**Work required:** Give back only one number: how many lines in the data below contain the word "Football".

(Provided material Opens)

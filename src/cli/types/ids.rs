//! ID types for ESPN Fantasy Football.

use crate::error::{FflError, Result};
use serde::{Deserialize, Serialize};
use std::fmt;
use std::str::FromStr;

/// Type-safe wrapper for ESPN Fantasy Football League IDs.
///
/// # Examples
///
/// ```rust
/// use ffl_comanager::LeagueId;
///
/// let league_id = LeagueId::new(505229264);
/// assert_eq!(league_id.as_u32(), 505229264);
/// assert_eq!(league_id.to_string(), "505229264");
/// ```
#[derive(Debug, Clone, Copy, PartialEq, Eq, Hash, Serialize, Deserialize)]
pub struct LeagueId(pub u32);

impl LeagueId {
    pub fn new(id: u32) -> Self {
        Self(id)
    }

    pub fn as_u32(&self) -> u32 {
        self.0
    }
}

impl fmt::Display for LeagueId {
    fn fmt(&self, f: &mut fmt::Formatter<'_>) -> fmt::Result {
        write!(f, "{}", self.0)
    }
}

impl FromStr for LeagueId {
    type Err = FflError;

    fn from_str(s: &str) -> Result<Self> {
        Ok(Self(s.trim().parse()?))
    }
}

/// ESPN's numeric id for a fantasy team within one league.
#[derive(Debug, Clone, Copy, PartialEq, Eq, Hash, Serialize, Deserialize)]
pub struct TeamId(pub u32);

impl TeamId {
    pub fn new(id: u32) -> Self {
        Self(id)
    }

    pub fn as_u32(&self) -> u32 {
        self.0
    }
}

impl fmt::Display for TeamId {
    fn fmt(&self, f: &mut fmt::Formatter<'_>) -> fmt::Result {
        write!(f, "{}", self.0)
    }
}

/// 1-based position of the configured team in the provider's team order.
///
/// Not a [`TeamId`]. ESPN team ids can have gaps once teams leave a league;
/// the index always counts the current teams.
///
/// ```rust
/// use ffl_comanager::TeamIndex;
///
/// let idx: TeamIndex = "8".parse().unwrap();
/// assert_eq!(idx.get(), 8);
/// assert_eq!(idx.offset(), 7);
/// assert!("0".parse::<TeamIndex>().is_err());
/// ```
#[derive(Debug, Clone, Copy, PartialEq, Eq, Hash)]
pub struct TeamIndex(usize);

impl TeamIndex {
    pub fn new(index: usize) -> Result<Self> {
        if index == 0 {
            return Err(FflError::InvalidTeamIndex {
                value: index.to_string(),
            });
        }
        Ok(Self(index))
    }

    /// The 1-based value as configured.
    pub fn get(&self) -> usize {
        self.0
    }

    /// Zero-based offset into a team collection.
    pub fn offset(&self) -> usize {
        self.0 - 1
    }

    /// Look the configured team up in `teams`, failing rather than clamping
    /// when the league has fewer teams than the index.
    pub fn select<'a, T>(&self, teams: &'a [T]) -> Result<&'a T> {
        teams
            .get(self.offset())
            .ok_or(FflError::TeamIndexOutOfRange {
                index: self.0,
                team_count: teams.len(),
            })
    }
}

impl Default for TeamIndex {
    fn default() -> Self {
        Self(1)
    }
}

impl fmt::Display for TeamIndex {
    fn fmt(&self, f: &mut fmt::Formatter<'_>) -> fmt::Result {
        write!(f, "{}", self.0)
    }
}

impl FromStr for TeamIndex {
    type Err = FflError;

    fn from_str(s: &str) -> Result<Self> {
        let value: usize = s.trim().parse().map_err(|_| FflError::InvalidTeamIndex {
            value: s.to_string(),
        })?;
        Self::new(value)
    }
}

(Provided material Closes)

**Result of the exercise:** 2